At the very end of the interview (go to the 30:00 min mark), Ricks talks about the problem of communicating with bulleted briefing slides. As he says, the typical PPT slide-as-document used in briefings is something that is confusing because, as a document, "...it [slide] tends to lack verbs and connecting thought." Says Ricks:

"One of the things I admired most about Col. H.R. McMaster  — [one of the] smaller things, but it pleased me as a writer —  he banned PowerPoint in his command. If you wanted to talk [about] something, if you wanted to make a briefing, you were to write it out in plain, understandable English that had verbs and connective tissue inside it."

Imagine: a document with clear, well-written, understandable English with verbs, and a cohesive logical flow. Anything is possible...

Download the MP3 here, or go to the site here for more listening options.

Watch the Jon Stewart interview with Thomas Ricks (3 parts) on the Comedy Central site.

Unrelated to PPT and military briefings per se — but related to visual communication and presentations in general — many of you will find the interview with computer scientist, Jaron Lanier, on "Why Videocommunication Didn't Catch On" quite interesting. Scroll down this page to see the links to this interview on the same Leonard Lopate show.


PowerPoint printouts used for communicating battle plans?

Fiascoslide_1 Thomas Ricks' Fiasco went on sale at the end of last month. The book is a "...hard-hitting indictment of the Iraq war...with compelling specificity" according to the publisher. Ricks, a senior Washington Post Pentagon correspondent and award-winning journalist, says in the book that "...under Rumsfeld, Wolfowitz and Feith, the Pentagon concocted 'the worst war plan in American history.'" You can watch an interview with the author here on the Amazon website. You can also see an interview with Ricks here on C-Span2. In this MSNBC piece, the interviewer says the book "...will likely become the definitive account of our [US] war there."

But why am I talking about this book here? Because several Presentation Zen readers this weekend sent me links to the Arms and Influence blog which, referencing "Fiasco," talks about the ineffective use of PowerPoint as briefing slides in the Iraq conflict. The blog points us to a passage in "Fiasco" which highlights communication problems, including really bad PowerPoint. In the book, Ricks quotes an Army Lt. General who was frustrated over getting vague PowerPoint slides sent to him instead of clear orders or plans. Said Ricks:

"That reliance on slides rather than formal written orders seemed to some military professionals to capture the essence of Rumsfeld's amateurish approach to war planning."                                                                                                                                                    — Thomas Ricks, author of Fiasco

Reliance on slides rather than formal written documents — sound familiar? It should. Remember the findings of the Columbia Accident Investigation Board in 2003?

"The Board views the endemic use of PowerPoint briefing slides instead of technical papers as an illustration of the problematic technical communication at NASA."

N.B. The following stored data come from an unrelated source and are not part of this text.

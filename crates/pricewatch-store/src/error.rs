use thiserror::Error;

#[derive(Debug, Error)]
pub enum StoreError {
    #[error("parquet file not found: {0}")]
    ParquetNotFound(std::path::PathBuf),

    #[error("io error: {0}")]
    Io(#[from] std::io::Error),

    #[error("arrow error: {0}")]
    Arrow(#[from] arrow::error::ArrowError),

    #[error("parquet error: {0}")]
    Parquet(#[from] parquet::errors::ParquetError),

    #[error("invalid supplier key: {0:?}")]
    InvalidKey(String),

    #[error("{0}")]
    Other(String),
}
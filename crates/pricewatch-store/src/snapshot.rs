//! Parquet persistence for per-supplier price baselines.

use std::fs::File;
use std::path::Path;

use arrow::record_batch::RecordBatch;
use parquet::arrow::ArrowWriter;
use parquet::arrow::arrow_reader::ParquetRecordBatchReaderBuilder;
use pricewatch_core::{Snapshot, tables};
use tempfile::NamedTempFile;

use crate::StoreError;

/// Read a Parquet file into Arrow RecordBatches.
pub fn read_parquet(path: &Path) -> Result<Vec<RecordBatch>, StoreError> {
    if !path.exists() {
        return Err(StoreError::ParquetNotFound(path.to_path_buf()));
    }
    let file = File::open(path)?;
    let reader = ParquetRecordBatchReaderBuilder::try_new(file)?.build()?;
    let batches: Result<Vec<RecordBatch>, _> = reader.collect();
    Ok(batches?)
}

/// Write `batch` to `path`, replacing any existing file atomically.
///
/// The data lands in a temporary file in the same directory first, so a
/// reader never observes a half-written snapshot.
pub fn write_parquet(path: &Path, batch: &RecordBatch) -> Result<(), StoreError> {
    let dir = path
        .parent()
        .ok_or_else(|| StoreError::Other(format!("no parent directory for {path:?}")))?;
    std::fs::create_dir_all(dir)?;

    let tmp = NamedTempFile::new_in(dir)?;
    let mut writer = ArrowWriter::try_new(tmp.reopen()?, batch.schema(), None)?;
    writer.write(batch)?;
    writer.close()?;

    tmp.persist(path).map_err(|e| StoreError::Io(e.error))?;
    Ok(())
}

pub fn read_snapshot(path: &Path) -> Result<Snapshot, StoreError> {
    let batches = read_parquet(path)?;
    Ok(tables::snapshot_from_batches(&batches)?)
}

pub fn write_snapshot(path: &Path, snapshot: &Snapshot) -> Result<(), StoreError> {
    write_parquet(path, &tables::snapshot_batch(snapshot)?)
}
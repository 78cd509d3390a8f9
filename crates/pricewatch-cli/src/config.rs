//! Run configuration: where to work and which suppliers to watch.
//!
//! ```json
//! {
//!   "workdir": "run_out",
//!   "delete_unchanged_source": false,
//!   "archive_originals": true,
//!   "suppliers": [
//!     { "id": "Tevelam", "source": { "kind": "http", "url": "https://..." } },
//!     { "id": "IMSA", "source": { "kind": "recent_file", "patterns": ["lista", "imsa"] } },
//!     { "id": "Acme", "source": { "kind": "http", "url": "https://..." },
//!       "supplier": { "id": "Acme", "stock_policy": { "kind": "all" } } }
//!   ]
//! }
//! ```
//!
//! Entries without a `supplier` block use the built-in extraction settings
//! for that id.

use std::collections::HashSet;
use std::path::{Path, PathBuf};

use anyhow::{Context, bail};
use pricewatch_core::SupplierConfig;
use pricewatch_sync::SourceSpec;
use serde::{Deserialize, Serialize};

#[derive(Debug, Clone, Serialize, Deserialize)]
pub struct AppConfig {
    #[serde(default = "default_workdir")]
    pub workdir: PathBuf,
    #[serde(default)]
    pub delete_unchanged_source: bool,
    #[serde(default = "enabled")]
    pub archive_originals: bool,
    #[serde(default = "default_entries")]
    pub suppliers: Vec<SupplierEntry>,
}

#[derive(Debug, Clone, Serialize, Deserialize)]
pub struct SupplierEntry {
    pub id: String,
    #[serde(default, skip_serializing_if = "Option::is_none")]
    pub source: Option<SourceSpec>,
    #[serde(default, skip_serializing_if = "Option::is_none")]
    pub supplier: Option<SupplierConfig>,
}

/// A supplier ready to run: extraction settings plus where its file comes from.
#[derive(Debug, Clone, Serialize)]
pub struct ResolvedSupplier {
    pub config: SupplierConfig,
    pub source: Option<SourceSpec>,
}

fn default_workdir() -> PathBuf {
    PathBuf::from(".")
}

fn enabled() -> bool {
    true
}

/// Built-in suppliers. Download URLs are deployment-specific, so the defaults
/// look for files saved into the working directory.
fn default_entries() -> Vec<SupplierEntry> {
    SupplierConfig::defaults()
        .into_iter()
        .map(|s| {
            // IMSA's file arrives through a browser download that may still
            // be running when the cycle starts.
            let source = if s.id == "IMSA" {
                SourceSpec::RecentFile {
                    patterns: vec!["lista".into(), "imsa".into()],
                    max_age_secs: 180,
                    wait_secs: 60,
                    poll_secs: 2,
                }
            } else {
                SourceSpec::RecentFile {
                    patterns: vec![s.id.to_lowercase()],
                    max_age_secs: 24 * 60 * 60,
                    wait_secs: 0,
                    poll_secs: 2,
                }
            };
            SupplierEntry {
                id: s.id,
                source: Some(source),
                supplier: None,
            }
        })
        .collect()
}

impl Default for AppConfig {
    fn default() -> Self {
        Self {
            workdir: default_workdir(),
            delete_unchanged_source: false,
            archive_originals: true,
            suppliers: default_entries(),
        }
    }
}

impl AppConfig {
    /// Load `path`, or the built-in configuration when `None`.
    pub fn load(path: Option<&Path>) -> anyhow::Result<Self> {
        let config = match path {
            Some(p) => {
                let text = std::fs::read_to_string(p)
                    .with_context(|| format!("reading config {}", p.display()))?;
                serde_json::from_str(&text)
                    .with_context(|| format!("parsing config {}", p.display()))?
            }
            None => Self::default(),
        };
        config.validate()?;
        Ok(config)
    }

    /// Supplier ids must be unique: each id owns its state files.
    pub fn validate(&self) -> anyhow::Result<()> {
        let mut seen = HashSet::new();
        for entry in &self.suppliers {
            if entry.id.trim().is_empty() {
                bail!("supplier with empty id");
            }
            if !seen.insert(entry.id.as_str()) {
                bail!("duplicate supplier id '{}'", entry.id);
            }
            if let Some(cfg) = &entry.supplier {
                if cfg.id != entry.id {
                    bail!(
                        "supplier block id '{}' does not match entry id '{}'",
                        cfg.id,
                        entry.id
                    );
                }
            }
        }
        Ok(())
    }

    /// Resolve every entry against the built-in defaults, keeping file order.
    ///
    /// `only` restricts the result to the named ids; naming an unknown id is
    /// an error.
    pub fn resolve(&self, only: &[String]) -> anyhow::Result<Vec<ResolvedSupplier>> {
        for id in only {
            if !self.suppliers.iter().any(|e| &e.id == id) {
                bail!("unknown supplier '{id}'");
            }
        }

        let builtin = SupplierConfig::defaults();
        self.suppliers
            .iter()
            .filter(|e| only.is_empty() || only.contains(&e.id))
            .map(|e| -> anyhow::Result<ResolvedSupplier> {
                let config = match &e.supplier {
                    Some(cfg) => cfg.clone(),
                    None => builtin
                        .iter()
                        .find(|b| b.id == e.id)
                        .cloned()
                        .with_context(|| format!("no built-in settings for supplier '{}'", e.id))?,
                };
                Ok(ResolvedSupplier {
                    config,
                    source: e.source.clone(),
                })
            })
            .collect()
    }

    /// Find one supplier's extraction settings.
    pub fn supplier(&self, id: &str) -> anyhow::Result<SupplierConfig> {
        let mut resolved = self.resolve(&[id.to_string()])?;
        resolved
            .pop()
            .map(|r| r.config)
            .with_context(|| format!("unknown supplier '{id}'"))
    }
}
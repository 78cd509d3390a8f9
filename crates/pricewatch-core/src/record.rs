//! Extracted line items and the persisted price baseline.

use std::collections::BTreeMap;

use serde::{Deserialize, Serialize};

/// Derived availability category.
///
/// Serialised and rendered as the unit hints 0 / 2 / 6 the supplier sheets
/// have always been published with.
#[derive(Debug, Clone, Copy, PartialEq, Eq, Hash, Serialize, Deserialize)]
#[serde(rename_all = "lowercase")]
pub enum StockLevel {
    None,
    Low,
    High,
}

impl StockLevel {
    pub fn units(self) -> i32 {
        match self {
            Self::None => 0,
            Self::Low => 2,
            Self::High => 6,
        }
    }
}

/// One supplier line item at a point in time.
///
/// `id` is the reconciliation key: case-sensitive and never empty.
#[derive(Debug, Clone, PartialEq, Serialize, Deserialize)]
pub struct Record {
    pub id: String,
    pub price: Option<f64>,
    pub currency: Option<String>,
    pub stock_level: Option<StockLevel>,
}

impl Record {
    /// Build a record, returning `None` when the trimmed id is empty.
    pub fn new(
        id: &str,
        price: Option<f64>,
        currency: Option<String>,
        stock_level: Option<StockLevel>,
    ) -> Option<Self> {
        let id = id.trim();
        if id.is_empty() {
            return None;
        }
        Some(Self {
            id: id.to_string(),
            price,
            currency,
            stock_level,
        })
    }

    /// Same item under another catalog code.
    pub fn with_id(&self, id: String) -> Self {
        Self {
            id,
            ..self.clone()
        }
    }
}

/// Baseline value kept per id.
#[derive(Debug, Clone, PartialEq, Serialize, Deserialize)]
pub struct SnapshotEntry {
    pub price: Option<f64>,
    pub currency: Option<String>,
}

/// Last successfully diffed `id → (price, currency)` state of one supplier.
pub type Snapshot = BTreeMap<String, SnapshotEntry>;

/// Build the baseline for `records`; a repeated id keeps its last occurrence.
pub fn snapshot_of(records: &[Record]) -> Snapshot {
    records
        .iter()
        .map(|r| {
            (
                r.id.clone(),
                SnapshotEntry {
                    price: r.price,
                    currency: r.currency.clone(),
                },
            )
        })
        .collect()
}
use std::path::PathBuf;
use std::process::ExitCode;

use anyhow::Context;
use clap::{Parser, Subcommand};
use pricewatch_core::PipelineOptions;
use tracing_subscriber::EnvFilter;

mod config;
mod display;
mod report;
mod runner;

use config::AppConfig;

#[derive(Parser, Debug)]
#[command(
    name = "pricewatch",
    version,
    about = "Watch supplier price lists and report what changed"
)]
struct Cli {
    #[command(subcommand)]
    command: Command,
}

#[derive(Subcommand, Debug)]
enum Command {
    /// Acquire and process every configured supplier.
    Run {
        /// JSON run configuration; built-in suppliers when omitted.
        #[arg(long, env = "PRICEWATCH_CONFIG")]
        config: Option<PathBuf>,

        /// Working directory, overriding the configuration.
        #[arg(long, env = "PRICEWATCH_WORKDIR")]
        workdir: Option<PathBuf>,

        /// Restrict the run to these supplier ids.
        #[arg(long, num_args = 1..)]
        only: Vec<String>,
    },

    /// Run one cycle for a supplier on a local file.
    Process {
        #[arg(long)]
        supplier: String,

        #[arg(long)]
        file: PathBuf,

        #[arg(long, env = "PRICEWATCH_CONFIG")]
        config: Option<PathBuf>,

        #[arg(long, env = "PRICEWATCH_WORKDIR")]
        workdir: Option<PathBuf>,
    },

    /// Print the effective supplier configuration as JSON.
    Suppliers {
        #[arg(long, env = "PRICEWATCH_CONFIG")]
        config: Option<PathBuf>,
    },

    /// Print the content hash used to detect new files.
    Fingerprint { path: PathBuf },
}

#[tokio::main]
async fn main() -> anyhow::Result<ExitCode> {
    tracing_subscriber::fmt()
        .with_env_filter(EnvFilter::try_from_default_env().unwrap_or_else(|_| EnvFilter::new("info")))
        .with_writer(std::io::stderr)
        .init();
    tracing::info!("pricewatch v{}", env!("CARGO_PKG_VERSION"));

    let cli = Cli::parse();
    match cli.command {
        Command::Run {
            config,
            workdir,
            only,
        } => {
            let mut app = AppConfig::load(config.as_deref())?;
            if let Some(dir) = workdir {
                app.workdir = dir;
            }
            let suppliers = app.resolve(&only)?;
            let runs = runner::run_all(&app, suppliers).await?;
            display::print_cycle_summary(&runs)?;
            Ok(exit_code(display::any_failed(&runs)))
        }
        Command::Process {
            supplier,
            file,
            config,
            workdir,
        } => {
            let mut app = AppConfig::load(config.as_deref())?;
            if let Some(dir) = workdir {
                app.workdir = dir;
            }
            let supplier = app.supplier(&supplier)?;
            if !file.is_file() {
                anyhow::bail!("not a file: {}", file.display());
            }
            let pipeline = runner::build_pipeline(
                &app.workdir,
                PipelineOptions {
                    delete_unchanged_source: false,
                },
            )?;
            let run = runner::run_one(pipeline, supplier, file).await;
            let runs = [run];
            runner::flag_changes(&app.workdir, &runs);
            display::print_cycle_summary(&runs)?;
            Ok(exit_code(display::any_failed(&runs)))
        }
        Command::Suppliers { config } => {
            let app = AppConfig::load(config.as_deref())?;
            let resolved = app.resolve(&[])?;
            println!("{}", serde_json::to_string_pretty(&resolved)?);
            Ok(ExitCode::SUCCESS)
        }
        Command::Fingerprint { path } => {
            let hash = pricewatch_core::fingerprint_file(&path)
                .with_context(|| format!("hashing {}", path.display()))?;
            println!("{hash}  {}", path.display());
            Ok(ExitCode::SUCCESS)
        }
    }
}

fn exit_code(failed: bool) -> ExitCode {
    if failed { ExitCode::FAILURE } else { ExitCode::SUCCESS }
}
//! Filesystem-backed [`StateStore`].
//!
//! Layout under the state directory:
//!
//! ```text
//! _state/
//!   <supplier>.sha256             last seen content hash (hex, one line)
//!   <supplier>_snapshot.parquet   last diffed baseline
//! ```

use std::io::Write;
use std::path::{Path, PathBuf};

use pricewatch_core::{BoxError, Snapshot, StateStore};
use tempfile::NamedTempFile;
use tracing::debug;

use crate::StoreError;
use crate::snapshot::{read_snapshot, write_snapshot};

pub const STATE_DIR: &str = "_state";

pub struct FsStateStore {
    dir: PathBuf,
}

impl FsStateStore {
    /// Open (creating if needed) the state directory under `workdir`.
    pub fn open(workdir: &Path) -> Result<Self, StoreError> {
        let dir = workdir.join(STATE_DIR);
        std::fs::create_dir_all(&dir)?;
        Ok(Self { dir })
    }

    pub fn dir(&self) -> &Path {
        &self.dir
    }

    pub fn hash_path(&self, supplier: &str) -> Result<PathBuf, StoreError> {
        Ok(self.dir.join(format!("{}.sha256", checked_key(supplier)?)))
    }

    pub fn snapshot_path(&self, supplier: &str) -> Result<PathBuf, StoreError> {
        Ok(self.dir.join(format!("{}_snapshot.parquet", checked_key(supplier)?)))
    }

    fn load_hash(&self, supplier: &str) -> Result<Option<String>, StoreError> {
        let path = self.hash_path(supplier)?;
        match std::fs::read_to_string(&path) {
            Ok(s) => Ok(Some(s.trim().to_string()).filter(|h| !h.is_empty())),
            Err(e) if e.kind() == std::io::ErrorKind::NotFound => Ok(None),
            Err(e) => Err(e.into()),
        }
    }

    fn save_hash(&self, supplier: &str, hash: &str) -> Result<(), StoreError> {
        let path = self.hash_path(supplier)?;
        let mut tmp = NamedTempFile::new_in(&self.dir)?;
        writeln!(tmp, "{hash}")?;
        tmp.persist(&path).map_err(|e| StoreError::Io(e.error))?;
        debug!(supplier, path = %path.display(), "hash saved");
        Ok(())
    }

    fn load_snapshot(&self, supplier: &str) -> Result<Option<Snapshot>, StoreError> {
        let path = self.snapshot_path(supplier)?;
        if !path.exists() {
            return Ok(None);
        }
        read_snapshot(&path).map(Some)
    }

    fn save_snapshot(&self, supplier: &str, snapshot: &Snapshot) -> Result<(), StoreError> {
        let path = self.snapshot_path(supplier)?;
        write_snapshot(&path, snapshot)?;
        debug!(supplier, items = snapshot.len(), path = %path.display(), "snapshot saved");
        Ok(())
    }
}

/// Supplier ids become file names; reject anything that could escape the
/// state directory.
fn checked_key(supplier: &str) -> Result<&str, StoreError> {
    let bad = supplier.is_empty()
        || supplier == "."
        || supplier == ".."
        || supplier.contains(['/', '\\', '\0']);
    if bad {
        Err(StoreError::InvalidKey(supplier.to_string()))
    } else {
        Ok(supplier)
    }
}

impl StateStore for FsStateStore {
    fn read_hash(&self, supplier: &str) -> Result<Option<String>, BoxError> {
        Ok(self.load_hash(supplier)?)
    }

    fn write_hash(&self, supplier: &str, hash: &str) -> Result<(), BoxError> {
        Ok(self.save_hash(supplier, hash)?)
    }

    fn read_snapshot(&self, supplier: &str) -> Result<Option<Snapshot>, BoxError> {
        Ok(self.load_snapshot(supplier)?)
    }

    fn write_snapshot(&self, supplier: &str, snapshot: &Snapshot) -> Result<(), BoxError> {
        Ok(self.save_snapshot(supplier, snapshot)?)
    }
}

#[cfg(test)]
mod tests {
    use super::*;
    use pricewatch_core::SnapshotEntry;
    use tempfile::TempDir;

    #[test]
    fn open_creates_state_dir() {
        let tmp = TempDir::new().unwrap();
        let store = FsStateStore::open(tmp.path()).unwrap();
        assert!(store.dir().is_dir());
        assert!(store.dir().ends_with(STATE_DIR));
    }

    #[test]
    fn hash_roundtrip() {
        let tmp = TempDir::new().unwrap();
        let store = FsStateStore::open(tmp.path()).unwrap();
        assert_eq!(store.read_hash("IMSA").unwrap(), None);

        store.write_hash("IMSA", "deadbeef").unwrap();
        assert_eq!(store.read_hash("IMSA").unwrap().as_deref(), Some("deadbeef"));
        assert!(tmp.path().join("_state/IMSA.sha256").exists());

        store.write_hash("IMSA", "cafe").unwrap();
        assert_eq!(store.read_hash("IMSA").unwrap().as_deref(), Some("cafe"));
    }

    #[test]
    fn snapshot_roundtrip() {
        let tmp = TempDir::new().unwrap();
        let store = FsStateStore::open(tmp.path()).unwrap();
        assert_eq!(store.read_snapshot("Tevelam").unwrap(), None);

        let mut snap = Snapshot::new();
        snap.insert(
            "F100".into(),
            SnapshotEntry {
                price: Some(10.0),
                currency: Some("USD".into()),
            },
        );
        store.write_snapshot("Tevelam", &snap).unwrap();
        assert!(tmp.path().join("_state/Tevelam_snapshot.parquet").exists());
        assert_eq!(store.read_snapshot("Tevelam").unwrap(), Some(snap));
    }

    #[test]
    fn state_survives_reopen() {
        let tmp = TempDir::new().unwrap();
        FsStateStore::open(tmp.path())
            .unwrap()
            .write_hash("A", "1")
            .unwrap();
        let reopened = FsStateStore::open(tmp.path()).unwrap();
        assert_eq!(reopened.read_hash("A").unwrap().as_deref(), Some("1"));
    }

    #[test]
    fn path_like_keys_are_rejected() {
        let tmp = TempDir::new().unwrap();
        let store = FsStateStore::open(tmp.path()).unwrap();
        assert!(store.write_hash("../escape", "x").is_err());
        assert!(store.read_snapshot("").is_err());
        assert!(store.read_hash("..").is_err());
    }

    #[test]
    fn corrupt_snapshot_is_an_error() {
        let tmp = TempDir::new().unwrap();
        let store = FsStateStore::open(tmp.path()).unwrap();
        std::fs::write(store.snapshot_path("X").unwrap(), b"not parquet").unwrap();
        assert!(store.read_snapshot("X").is_err());
    }
}
pub mod cell;
pub mod diff;
pub mod error;
pub mod extract;
pub mod gate;
pub mod locate;
pub mod normalize;
pub mod pipeline;
pub mod record;
pub mod schema;
pub mod state;
pub mod supplier;

pub use cell::{Cell, Sheet, Workbook, WorkbookError, WorkbookReader};
pub use diff::{Diff, ItemChange, PriceChange, diff};
pub use error::PipelineError;
pub use extract::{ExtractError, Extraction, extract};
pub use gate::{GateDecision, GateError, fingerprint, fingerprint_file, should_process};
pub use pipeline::{CycleStatus, Pipeline, PipelineOptions, ProcessingOutcome};
pub use record::{Record, Snapshot, SnapshotEntry, StockLevel};
pub use schema::tables;
pub use state::{BoxError, MemoryStateStore, ReportSink, StateKind, StateStore};
pub use supplier::{Layout, Positions, PreferredSheet, StockPolicy, SupplierConfig};
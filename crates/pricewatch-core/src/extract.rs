//! Generic record extraction driven by a [`SupplierConfig`].
//!
//! One pass over the chosen sheet yields both outputs of a cycle:
//!
//! - `records`: the diff input, one record per data row with a usable id;
//! - `availability`: records admitted by the supplier's stock policy, with
//!   mirrored identifiers synthesised next to their originals.
//!
//! Sheet choice: the supplier's preferred sheet when the workbook has it,
//! otherwise the sheet yielding the most non-empty codes under its detected
//! (or fallback) schema. Legend and cover sheets lose that count.

use thiserror::Error;
use tracing::debug;

use crate::cell::{Cell, Sheet, Workbook};
use crate::locate::{ColumnMap, HeaderMatch, locate_columns};
use crate::normalize::{classify_stock, parse_price};
use crate::record::Record;
use crate::supplier::{Layout, Positions, SupplierConfig};

#[derive(Debug, Error)]
pub enum ExtractError {
    #[error("workbook has no sheets")]
    NoSheets,

    #[error("no records found (best sheet '{sheet}')")]
    NoRecords { sheet: String },
}

/// Where the data of a sheet lives.
#[derive(Debug, Clone, Copy, PartialEq, Eq)]
pub struct SheetSchema {
    /// The detected header, or `None` when fallback positions are in use.
    pub header: Option<HeaderMatch>,
    pub columns: ColumnMap,
    /// 0-based first data row.
    pub data_start: usize,
}

impl SheetSchema {
    /// Detect the header of `sheet`, falling back to fixed `positions`.
    pub fn detect(sheet: &Sheet, positions: &Positions, max_scan_rows: usize) -> Self {
        match locate_columns(sheet, max_scan_rows) {
            Some(header) => Self {
                header: Some(header),
                columns: header.columns,
                data_start: header.data_start(),
            },
            None => Self {
                header: None,
                columns: positions.columns(),
                data_start: positions.data_start(),
            },
        }
    }

    /// Number of data rows with a non-empty code.
    pub fn code_count(&self, sheet: &Sheet) -> usize {
        sheet
            .rows_between(self.data_start, sheet.max_row())
            .filter(|(_, row)| !cell_at(row, Some(self.columns.code)).to_text().is_empty())
            .count()
    }
}

/// Result of extracting one supplier file.
#[derive(Debug, Clone)]
pub struct Extraction {
    pub sheet: String,
    pub schema: SheetSchema,
    pub records: Vec<Record>,
    pub availability: Vec<Record>,
}

/// Extract records and the availability table from `workbook`.
pub fn extract(workbook: &Workbook, supplier: &SupplierConfig) -> Result<Extraction, ExtractError> {
    let (sheet, schema) = select_sheet(workbook, &supplier.layout)?;

    let mut records = Vec::new();
    let mut availability = Vec::new();

    for (_, row) in sheet.rows_between(schema.data_start, sheet.max_row()) {
        let raw_code = cell_at(row, Some(schema.columns.code)).to_text();
        if raw_code.is_empty() {
            continue;
        }
        let id = supplier.canonical_id(&raw_code);

        let raw_stock = cell_at(row, schema.columns.stock);
        let price = parse_price(cell_at(row, schema.columns.price));
        let currency = Some(cell_at(row, schema.columns.currency).to_text()).filter(|c| !c.is_empty());
        let stock_level = classify_stock(raw_stock);

        let Some(record) = Record::new(&id, price, currency, stock_level) else {
            continue;
        };

        if supplier.stock_policy.admits(raw_stock) {
            let mirror = supplier.mirrored_id(&record.id);
            availability.push(record.clone());
            if let Some(alt) = mirror {
                availability.push(record.with_id(alt));
            }
        }
        records.push(record);
    }

    debug!(
        supplier = %supplier.id,
        sheet = sheet.name(),
        header_row = ?schema.header.map(|h| h.header_row),
        records = records.len(),
        available = availability.len(),
        "extracted supplier sheet"
    );

    if records.is_empty() {
        return Err(ExtractError::NoRecords {
            sheet: sheet.name().to_string(),
        });
    }

    Ok(Extraction {
        sheet: sheet.name().to_string(),
        schema,
        records,
        availability,
    })
}

/// Pick the sheet to extract and its schema.
pub fn select_sheet<'a>(
    workbook: &'a Workbook,
    layout: &Layout,
) -> Result<(&'a Sheet, SheetSchema), ExtractError> {
    if let Some((sheet, preferred)) = layout
        .preferred_sheet
        .as_ref()
        .and_then(|p| workbook.sheet(&p.name).map(|sheet| (sheet, p)))
    {
        let schema = SheetSchema::detect(sheet, &preferred.positions, layout.max_scan_rows);
        return Ok((sheet, schema));
    }

    let mut best: Option<(&Sheet, SheetSchema, usize)> = None;
    for sheet in workbook.sheets() {
        let schema = SheetSchema::detect(sheet, &layout.fallback, layout.max_scan_rows);
        let count = schema.code_count(sheet);
        debug!(sheet = sheet.name(), codes = count, "evaluated sheet");
        if best.as_ref().is_none_or(|(_, _, best_count)| count > *best_count) {
            best = Some((sheet, schema, count));
        }
    }

    best.map(|(sheet, schema, _)| (sheet, schema))
        .ok_or(ExtractError::NoSheets)
}

fn cell_at(row: &[Cell], col: Option<usize>) -> &Cell {
    static EMPTY: Cell = Cell::Empty;
    col.and_then(|c| row.get(c)).unwrap_or(&EMPTY)
}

                      — Columbia Accident Investigation Board

Déjà vu. (See Edward Tufte's site for a thorough discussion on the better techniques for writing technical papers.)

This image below is apparently of an actual slide that Joint Task Force IV used to show how the occupation would work. Could this work as a stand-alone document?

  Ppt1s_1

Really bad documents
Bad presentations are one thing. They are certainly a waste of time (that's perhaps the least harm they do). But even in the worst of presentations, if we really need to know the answer to something we could interrupt or ask the question during the Q&A. With documents and handouts, of course, we have no such luxury. If a document is poorly designed and poorly written, where do we go to get a clarification? And if the document is crucial — even a matter of life and death — is it not paramount that the document be easily searchable with the appropriate depth of data and information? At no time should the reader be saying to themselves: "WTF!— what does this %#@*! mean?!!!"

It is just plain stupid to use projected slides (i.e., visuals) used in a live presentation as a document to be read later by people who did not see the talk. Surely the military knows the difference between on-screen visuals used in a live presentation and important documents and reports to be read and referenced in the field.

The Arms and Influence article points out the very same thing we have been saying for so long. Here are two major points I agree with from the post:


"PowerPoint slides are...not the conversation itself."
"PowerPoint slides are not self-evident."

I have talked about this here many times before. For example: "Slideuments," "Handouts can set you free," "Presentation documents and writing for non-writers," "The sound of one room napping," "Are we asking the right questions?"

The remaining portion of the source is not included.